* **What to do**
Below are lines of data, and only some are wanted. Please repeat exactly those from the line that has "id == checkout_id));" through the line that has "let (a, b) = (CheckoutId::generate(), CheckoutId::generate());".

*** Data shown ***

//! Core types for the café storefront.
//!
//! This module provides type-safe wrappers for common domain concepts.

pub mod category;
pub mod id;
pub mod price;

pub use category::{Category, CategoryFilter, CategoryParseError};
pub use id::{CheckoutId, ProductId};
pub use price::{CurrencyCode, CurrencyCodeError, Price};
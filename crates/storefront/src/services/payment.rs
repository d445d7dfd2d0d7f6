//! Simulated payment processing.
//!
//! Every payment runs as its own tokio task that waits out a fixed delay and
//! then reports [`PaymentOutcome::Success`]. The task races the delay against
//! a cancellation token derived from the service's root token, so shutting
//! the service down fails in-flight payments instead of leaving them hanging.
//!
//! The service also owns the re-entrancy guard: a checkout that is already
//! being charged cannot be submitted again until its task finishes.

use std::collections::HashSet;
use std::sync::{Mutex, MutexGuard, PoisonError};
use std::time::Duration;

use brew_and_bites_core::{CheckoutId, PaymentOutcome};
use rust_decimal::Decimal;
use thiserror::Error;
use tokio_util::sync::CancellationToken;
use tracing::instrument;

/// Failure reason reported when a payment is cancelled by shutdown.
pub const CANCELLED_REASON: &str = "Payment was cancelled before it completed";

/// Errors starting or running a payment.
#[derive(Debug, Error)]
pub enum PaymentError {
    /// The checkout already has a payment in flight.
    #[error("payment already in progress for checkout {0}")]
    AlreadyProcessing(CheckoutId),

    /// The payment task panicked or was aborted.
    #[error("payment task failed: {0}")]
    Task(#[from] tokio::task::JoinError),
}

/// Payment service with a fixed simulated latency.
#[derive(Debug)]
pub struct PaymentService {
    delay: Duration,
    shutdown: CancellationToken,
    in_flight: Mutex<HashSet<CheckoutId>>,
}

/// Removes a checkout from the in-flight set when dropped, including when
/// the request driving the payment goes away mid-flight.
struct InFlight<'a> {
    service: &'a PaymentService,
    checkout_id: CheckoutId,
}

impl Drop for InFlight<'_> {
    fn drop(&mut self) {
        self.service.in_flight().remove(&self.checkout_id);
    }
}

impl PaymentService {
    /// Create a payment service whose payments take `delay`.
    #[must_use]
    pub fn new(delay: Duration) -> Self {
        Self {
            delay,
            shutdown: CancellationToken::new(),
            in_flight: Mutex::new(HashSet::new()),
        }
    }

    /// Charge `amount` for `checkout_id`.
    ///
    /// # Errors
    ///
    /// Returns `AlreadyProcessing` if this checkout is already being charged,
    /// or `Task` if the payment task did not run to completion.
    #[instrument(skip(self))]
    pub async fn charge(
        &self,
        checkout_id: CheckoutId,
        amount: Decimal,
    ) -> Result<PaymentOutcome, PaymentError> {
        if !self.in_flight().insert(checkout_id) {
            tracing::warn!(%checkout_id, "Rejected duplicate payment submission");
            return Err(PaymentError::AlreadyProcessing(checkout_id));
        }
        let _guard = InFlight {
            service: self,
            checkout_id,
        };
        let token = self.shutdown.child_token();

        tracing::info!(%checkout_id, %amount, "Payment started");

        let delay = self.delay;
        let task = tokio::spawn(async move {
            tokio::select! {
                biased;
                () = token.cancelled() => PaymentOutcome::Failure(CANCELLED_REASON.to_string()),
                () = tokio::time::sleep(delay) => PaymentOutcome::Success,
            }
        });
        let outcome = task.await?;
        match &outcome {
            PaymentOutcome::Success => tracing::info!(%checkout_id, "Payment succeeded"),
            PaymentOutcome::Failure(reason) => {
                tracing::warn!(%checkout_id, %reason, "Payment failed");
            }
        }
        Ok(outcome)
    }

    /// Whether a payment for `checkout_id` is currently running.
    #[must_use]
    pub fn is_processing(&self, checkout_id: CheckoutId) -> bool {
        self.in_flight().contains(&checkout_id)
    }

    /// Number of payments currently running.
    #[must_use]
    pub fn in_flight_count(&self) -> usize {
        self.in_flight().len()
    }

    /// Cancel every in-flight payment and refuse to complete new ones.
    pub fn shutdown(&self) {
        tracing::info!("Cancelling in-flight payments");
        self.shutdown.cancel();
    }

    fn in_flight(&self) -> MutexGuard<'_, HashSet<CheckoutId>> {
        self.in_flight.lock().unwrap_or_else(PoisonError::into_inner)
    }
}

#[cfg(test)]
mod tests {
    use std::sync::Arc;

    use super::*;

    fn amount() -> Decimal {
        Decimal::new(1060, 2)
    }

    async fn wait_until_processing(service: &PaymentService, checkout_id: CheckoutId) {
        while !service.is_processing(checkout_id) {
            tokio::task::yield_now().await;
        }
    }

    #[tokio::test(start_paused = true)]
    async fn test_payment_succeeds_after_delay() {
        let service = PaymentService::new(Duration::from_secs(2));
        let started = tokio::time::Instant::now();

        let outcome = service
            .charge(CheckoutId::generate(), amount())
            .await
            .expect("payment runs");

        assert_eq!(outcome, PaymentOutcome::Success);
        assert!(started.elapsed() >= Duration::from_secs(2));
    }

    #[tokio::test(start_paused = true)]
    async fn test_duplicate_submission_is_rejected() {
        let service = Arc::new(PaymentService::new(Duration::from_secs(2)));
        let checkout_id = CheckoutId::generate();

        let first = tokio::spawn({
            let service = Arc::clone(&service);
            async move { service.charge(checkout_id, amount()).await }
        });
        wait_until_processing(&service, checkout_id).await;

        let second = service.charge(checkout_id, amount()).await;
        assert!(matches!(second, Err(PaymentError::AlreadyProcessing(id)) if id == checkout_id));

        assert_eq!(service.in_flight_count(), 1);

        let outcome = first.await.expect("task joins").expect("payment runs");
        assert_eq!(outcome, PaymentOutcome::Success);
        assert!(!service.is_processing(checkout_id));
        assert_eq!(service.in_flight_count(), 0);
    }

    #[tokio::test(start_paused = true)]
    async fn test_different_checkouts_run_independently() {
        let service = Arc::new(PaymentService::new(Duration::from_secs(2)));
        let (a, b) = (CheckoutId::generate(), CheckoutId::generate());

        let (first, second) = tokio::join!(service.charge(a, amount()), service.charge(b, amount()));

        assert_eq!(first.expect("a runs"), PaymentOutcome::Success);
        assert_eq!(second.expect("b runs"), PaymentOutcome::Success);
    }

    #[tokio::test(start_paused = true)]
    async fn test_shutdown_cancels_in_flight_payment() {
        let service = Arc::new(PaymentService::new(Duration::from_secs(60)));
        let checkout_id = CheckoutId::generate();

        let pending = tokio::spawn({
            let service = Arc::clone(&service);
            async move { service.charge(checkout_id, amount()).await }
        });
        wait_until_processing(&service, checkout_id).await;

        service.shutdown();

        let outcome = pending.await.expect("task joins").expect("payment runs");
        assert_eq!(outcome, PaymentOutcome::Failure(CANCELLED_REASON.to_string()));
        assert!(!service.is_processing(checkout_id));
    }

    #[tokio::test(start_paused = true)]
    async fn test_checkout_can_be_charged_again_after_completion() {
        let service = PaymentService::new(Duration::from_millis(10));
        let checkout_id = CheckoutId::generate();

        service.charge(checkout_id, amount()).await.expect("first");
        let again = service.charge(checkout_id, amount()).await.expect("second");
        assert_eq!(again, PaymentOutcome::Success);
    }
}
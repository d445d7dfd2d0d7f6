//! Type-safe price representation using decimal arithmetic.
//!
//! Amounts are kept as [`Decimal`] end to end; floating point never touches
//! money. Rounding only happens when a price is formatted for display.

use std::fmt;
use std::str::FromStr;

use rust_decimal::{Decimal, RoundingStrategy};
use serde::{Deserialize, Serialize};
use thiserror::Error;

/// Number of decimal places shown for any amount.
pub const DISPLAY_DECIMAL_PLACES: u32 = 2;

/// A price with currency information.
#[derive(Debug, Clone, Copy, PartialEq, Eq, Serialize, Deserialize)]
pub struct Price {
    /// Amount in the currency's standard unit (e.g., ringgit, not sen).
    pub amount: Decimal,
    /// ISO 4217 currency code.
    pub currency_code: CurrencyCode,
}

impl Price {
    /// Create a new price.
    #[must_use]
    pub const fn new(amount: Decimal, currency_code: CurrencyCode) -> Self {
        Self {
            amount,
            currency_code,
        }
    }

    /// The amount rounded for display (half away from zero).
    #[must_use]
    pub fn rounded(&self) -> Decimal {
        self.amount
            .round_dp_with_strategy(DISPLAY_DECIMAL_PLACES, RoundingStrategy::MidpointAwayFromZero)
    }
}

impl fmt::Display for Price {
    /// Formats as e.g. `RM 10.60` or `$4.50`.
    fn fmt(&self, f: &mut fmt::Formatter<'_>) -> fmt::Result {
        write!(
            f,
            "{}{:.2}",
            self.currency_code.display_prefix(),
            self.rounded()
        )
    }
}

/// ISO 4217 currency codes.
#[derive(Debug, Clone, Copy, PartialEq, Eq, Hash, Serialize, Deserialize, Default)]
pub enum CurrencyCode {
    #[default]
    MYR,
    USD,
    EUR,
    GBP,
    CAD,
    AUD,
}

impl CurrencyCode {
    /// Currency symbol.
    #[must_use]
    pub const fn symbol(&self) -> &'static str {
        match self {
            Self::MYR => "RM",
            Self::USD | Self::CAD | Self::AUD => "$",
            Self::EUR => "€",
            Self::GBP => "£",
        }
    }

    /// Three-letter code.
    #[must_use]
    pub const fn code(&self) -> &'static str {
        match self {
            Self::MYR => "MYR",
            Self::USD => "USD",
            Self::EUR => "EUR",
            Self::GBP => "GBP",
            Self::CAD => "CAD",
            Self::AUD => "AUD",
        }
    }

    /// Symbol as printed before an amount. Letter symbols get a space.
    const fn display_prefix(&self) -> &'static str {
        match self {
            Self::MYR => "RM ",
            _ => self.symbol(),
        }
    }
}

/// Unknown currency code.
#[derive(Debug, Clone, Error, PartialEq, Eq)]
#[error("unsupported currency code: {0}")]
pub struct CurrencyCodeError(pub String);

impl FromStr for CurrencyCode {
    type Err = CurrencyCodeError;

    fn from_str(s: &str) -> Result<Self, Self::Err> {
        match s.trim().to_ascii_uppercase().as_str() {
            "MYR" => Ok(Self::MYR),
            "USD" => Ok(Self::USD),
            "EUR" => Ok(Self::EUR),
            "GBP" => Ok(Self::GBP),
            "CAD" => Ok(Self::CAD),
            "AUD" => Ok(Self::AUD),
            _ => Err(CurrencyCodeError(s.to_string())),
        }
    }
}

*** End of Data shown ***

* **Response for this exercise**
        assert!(matches!(second, Err(PaymentError::AlreadyProcessing(id)) if id == checkout_id));

        assert_eq!(service.in_flight_count(), 1);

        let outcome = first.await.expect("task joins").expect("payment runs");
        assert_eq!(outcome, PaymentOutcome::Success);
        assert!(!service.is_processing(checkout_id));
        assert_eq!(service.in_flight_count(), 0);
    }

    #[tokio::test(start_paused = true)]
    async fn test_different_checkouts_run_independently() {
        let service = Arc::new(PaymentService::new(Duration::from_secs(2)));
        let (a, b) = (CheckoutId::generate(), CheckoutId::generate());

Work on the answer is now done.